The input signal $x[n]$ can take two values: $+1$ or $-1$. After being multiplied by $h$, the signal becomes $|h|e^{j\angle h}$ (if $x[n]=+1$) or $|h|e^{j(\pi + \angle h)}$ (if $x[n]=-1$). By squaring this we get, $|h|^2e^{j2\angle h}$. Both points get mapped to this.

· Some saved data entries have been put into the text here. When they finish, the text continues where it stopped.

//! Change reporting and notification dispatch.
//!
//! A run produces one [`JobState`](job::JobState) per monitored job. The
//! states are collected into a [`Report`](report::Report), filtered by the
//! configured [`DisplayPolicy`](filter::DisplayPolicy) and handed to every
//! enabled channel of a [`ReporterRegistry`](reporters::ReporterRegistry).
pub mod config;
pub mod delivery;
pub mod diff;
pub mod filter;
pub mod job;
pub mod logger;
pub mod report;
pub mod reporters;
pub mod run;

Now we can pick out the magnitude and phase of $h$. In summary, the steps are:

  1. Square $y[n]$ to get $z[n]=y^2[n]$.
  2. Get the magnitude, $\hat{|h|}=\sqrt{\bigg|\frac{1}{N}\sum_n z[n]\bigg|}$. It was pointed out in the comments that this is a biased estimate with bias $\sigma^2$, so it is not favorable for a large $\sigma$. I describe another way to estimate $\sigma^2$ (without using $\hat{h}$) so that we can use this $\hat{\sigma}^2$ to remove the bias from $\hat{|h|}$.
  3. Get the phase, $\angle h=\frac{1}{2N} \sum_n \angle z[n]$
  4. Use $\hat{h}$ to get the noise variance, $\hat{\sigma}^2=\bigg(\frac{1}{N}\sum_n z[n]\bigg)-\hat{h}^2$. This comes from the fact that $E\big[z[n]\big]=h^2+\sigma^2$ (also see the clustering method is a better way to go about this as it does not depend on any other estimates).

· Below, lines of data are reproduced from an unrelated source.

/// Diff rendering for the tidings reporting core
///
/// Turns two opaque text snapshots into a displayable diff. The diffing
/// itself is delegated to `similar`; this module only lays the result out
/// in one of the supported styles and wraps it for the target markup.
/// Output never embeds timestamps, so identical input renders identically.
use crate::job::DEFAULT_CONTEXT_LINES;
use serde::Deserialize;
use similar::{DiffOp, DiffTag, TextDiff};
use std::fmt::Write;

const OLD_HEADER: &str = "old";
const NEW_HEADER: &str = "new";

/// Visual layout of a diff.
#[derive(Debug, Clone, Copy, Default, PartialEq, Eq, Deserialize)]
#[serde(rename_all = "kebab-case")]
pub enum DiffStyle {
    #[default]
    Unified,
    Context,
    /// Old and new next to each other.
    #[serde(alias = "side-by-side")]
    Table,
}

/// Surrounding document format the diff is embedded in.
#[derive(Debug, Clone, Copy, Default, PartialEq, Eq)]
pub enum Markup {
    #[default]
    Plain,
    Markdown,
    Html,
}

#[derive(Debug, Clone, Copy)]
pub struct DiffRenderer {
    style: DiffStyle,
    markup: Markup,
    context_lines: usize,
}

impl DiffRenderer {
    pub fn new(style: DiffStyle, markup: Markup) -> Self {
        Self {
            style,
            markup,
            context_lines: DEFAULT_CONTEXT_LINES,
        }
    }

    pub fn context_lines(mut self, context_lines: usize) -> Self {
        self.context_lines = context_lines;
        self
    }

    /// Renders the diff between `old` and `new`. Returns an empty string
    /// when there is nothing to show, whatever the markup.
    pub fn render(&self, old: &str, new: &str) -> String {
        let diff = TextDiff::from_lines(old, new);
        let groups = diff.grouped_ops(self.context_lines);
        if groups.is_empty() {
            return String::new();
        }

        match (self.markup, self.style) {
            (Markup::Html, DiffStyle::Table) => html_table(&diff, &groups),
            (markup, style) => {
                let text = match style {
                    DiffStyle::Unified => diff
                        .unified_diff()
                        .context_radius(self.context_lines)
                        .header(OLD_HEADER, NEW_HEADER)
                        .to_string(),
                    DiffStyle::Context => context_diff(&diff, &groups),
                    DiffStyle::Table => side_by_side(&diff, &groups),
                };
                match markup {
                    Markup::Plain => text,
                    Markup::Markdown => {
                        let info = if style == DiffStyle::Table { "" } else { "diff" };
                        fenced(&text, info)
                    }
                    Markup::Html => html_pre(&text, style),
                }
            }
        }
    }
}

fn line(slice: &str) -> &str {
    slice.strip_suffix('\n').unwrap_or(slice)
}

// difflib-style range: "start,end" 1-based, or a single number
fn context_range(start: usize, end: usize) -> String {
    let len = end - start;
    let first = if len == 0 { start } else { start + 1 };
    if len <= 1 {
        format!("{}", first)
    } else {
        format!("{},{}", first, first + len - 1)
    }
}

fn context_diff(diff: &TextDiff<'_, '_, '_, str>, groups: &[Vec<DiffOp>]) -> String {
    let old = diff.old_slices();
    let new = diff.new_slices();
    let mut out = format!("*** {}\n--- {}\n", OLD_HEADER, NEW_HEADER);

    for group in groups {
        let (Some(first), Some(last)) = (group.first(), group.last()) else {
            continue;
        };
        let old_span = first.old_range().start..last.old_range().end;
        let new_span = first.new_range().start..last.new_range().end;

        out.push_str("***************\n");
        let _ = writeln!(out, "*** {} ****", context_range(old_span.start, old_span.end));
        if group
            .iter()
            .any(|op| matches!(op.tag(), DiffTag::Delete | DiffTag::Replace))
        {
            for op in group {
                let prefix = match op.tag() {
                    DiffTag::Equal => "  ",
                    DiffTag::Delete => "- ",
                    DiffTag::Replace => "! ",
                    DiffTag::Insert => continue,
                };
                for slice in &old[op.old_range()] {
                    let _ = writeln!(out, "{}{}", prefix, line(slice));
                }
            }
        }

        let _ = writeln!(out, "--- {} ----", context_range(new_span.start, new_span.end));
        if group
            .iter()
            .any(|op| matches!(op.tag(), DiffTag::Insert | DiffTag::Replace))
        {
            for op in group {
                let prefix = match op.tag() {
                    DiffTag::Equal => "  ",
                    DiffTag::Insert => "+ ",
                    DiffTag::Replace => "! ",
                    DiffTag::Delete => continue,
                };
                for slice in &new[op.new_range()] {
                    let _ = writeln!(out, "{}{}", prefix, line(slice));
                }
            }
        }
    }
    out
}

/// One row of a side-by-side diff.
struct Row<'a> {
    old: Option<(usize, &'a str)>,
    new: Option<(usize, &'a str)>,
    tag: DiffTag,
}

fn rows<'a>(diff: &'a TextDiff<'_, '_, '_, str>, group: &[DiffOp]) -> Vec<Row<'a>> {
    let old = diff.old_slices();
    let new = diff.new_slices();
    let mut rows = Vec::new();
    for op in group {
        let old_range = op.old_range();
        let new_range = op.new_range();
        let height = old_range.len().max(new_range.len());
        for i in 0..height {
            let old_idx = old_range.start + i;
            let new_idx = new_range.start + i;
            rows.push(Row {
                old: (i < old_range.len()).then(|| (old_idx + 1, line(old[old_idx]))),
                new: (i < new_range.len()).then(|| (new_idx + 1, line(new[new_idx]))),
                tag: op.tag(),
            });
        }
    }
    rows
}

fn side_by_side(diff: &TextDiff<'_, '_, '_, str>, groups: &[Vec<DiffOp>]) -> String {
    let grouped: Vec<Vec<Row<'_>>> = groups.iter().map(|group| rows(diff, group)).collect();
    let width = grouped
        .iter()
        .flatten()
        .filter_map(|row| row.old.map(|(_, text)| text.chars().count()))
        .max()
        .unwrap_or(0);

    let mut out = String::new();
    for (i, group) in grouped.iter().enumerate() {
        if i > 0 {
            out.push_str("...\n");
        }
        for row in group {
            let marker = match (row.tag, row.old.is_some(), row.new.is_some()) {
                (DiffTag::Equal, _, _) => ' ',
                (_, true, true) => '|',
                (_, true, false) => '<',
                (_, false, _) => '>',
            };
            let left = row.old.map(|(_, text)| text).unwrap_or_default();
            let right = row.new.map(|(_, text)| text).unwrap_or_default();
            let rendered = format!("{:<width$} {} {}", left, marker, right, width = width);
            out.push_str(rendered.trim_end());
            out.push('\n');
        }
    }
    out
}

/// Wraps `body` in a code fence longer than any backtick run it contains,
/// so the content cannot close the block early.
pub fn fenced(body: &str, info: &str) -> String {
    let mut longest = 0;
    let mut run = 0;
    for c in body.chars() {
        if c == '`' {
            run += 1;
            longest = longest.max(run);
        } else {
            run = 0;
        }
    }
    let fence = "`".repeat((longest + 1).max(3));
    let body = body.strip_suffix('\n').unwrap_or(body);
    format!("{fence}{info}\n{body}\n{fence}")
}

pub fn escape_html(text: &str) -> String {
    let mut out = String::with_capacity(text.len());
    for c in text.chars() {
        match c {
            '&' => out.push_str("&amp;"),
            '<' => out.push_str("&lt;"),
            '>' => out.push_str("&gt;"),
            '"' => out.push_str("&quot;"),
            '\'' => out.push_str("&#x27;"),
            _ => out.push(c),
        }
    }
    out
}

fn html_line_class(line: &str, style: DiffStyle) -> &'static str {
    match style {
        DiffStyle::Context => match line.get(..2) {
            Some("+ ") => "unified_add",
            Some("- ") => "unified_sub",
            Some("! ") => "unified_chg",
            _ => "unified_nor",
        },
        _ => match line.chars().next() {
            Some('+') => "unified_add",
            Some('-') => "unified_sub",
            _ => "unified_nor",
        },
    }
}

fn html_pre(text: &str, style: DiffStyle) -> String {
    let lines: Vec<String> = text
        .lines()
        .map(|line| {
            format!(
                "<span class=\"{}\">{}</span>",
                html_line_class(line, style),
                escape_html(line)
            )
        })
        .collect();
    format!(
        "<pre style=\"text-decoration: none;\">{}</pre>",
        lines.join("\n")
    )
}

fn html_table(diff: &TextDiff<'_, '_, '_, str>, groups: &[Vec<DiffOp>]) -> String {
    let mut out = String::from("<table class=\"diff\">\n");
    for (i, group) in groups.iter().enumerate() {
        if i > 0 {
            out.push_str("<tbody><tr><td colspan=\"4\" class=\"diff_next\">...</td></tr></tbody>\n");
        }
        out.push_str("<tbody>\n");
        for row in rows(diff, group) {
            let class = match (row.tag, row.old.is_some(), row.new.is_some()) {
                (DiffTag::Equal, _, _) => "",
                (_, true, true) => "diff_chg",
                (_, true, false) => "diff_sub",
                (_, false, _) => "diff_add",
            };
            let cell = |side: Option<(usize, &str)>| match side {
                Some((no, text)) => format!(
                    "<td class=\"diff_header\">{}</td><td class=\"{}\">{}</td>",
                    no,
                    class,
                    escape_html(text)
                ),
                None => "<td class=\"diff_header\"></td><td></td>".to_string(),
            };
            let _ = writeln!(out, "<tr>{}{}</tr>", cell(row.old), cell(row.new));
        }
        out.push_str("</tbody>\n");
    }
    out.push_str("</table>");
    out
}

Caveat: This method is valid only for phase offsets within $\pm \frac{\pi}{2}$. Anything beyond that, the received signal becomes indistinguishable and there are multiple phase shifts which could give the same signal.

Clustering Method

If $h$, can be correctly determined, then you can take hard decisions and calculate the noise variance using the distance of the received symbols from the decision you made.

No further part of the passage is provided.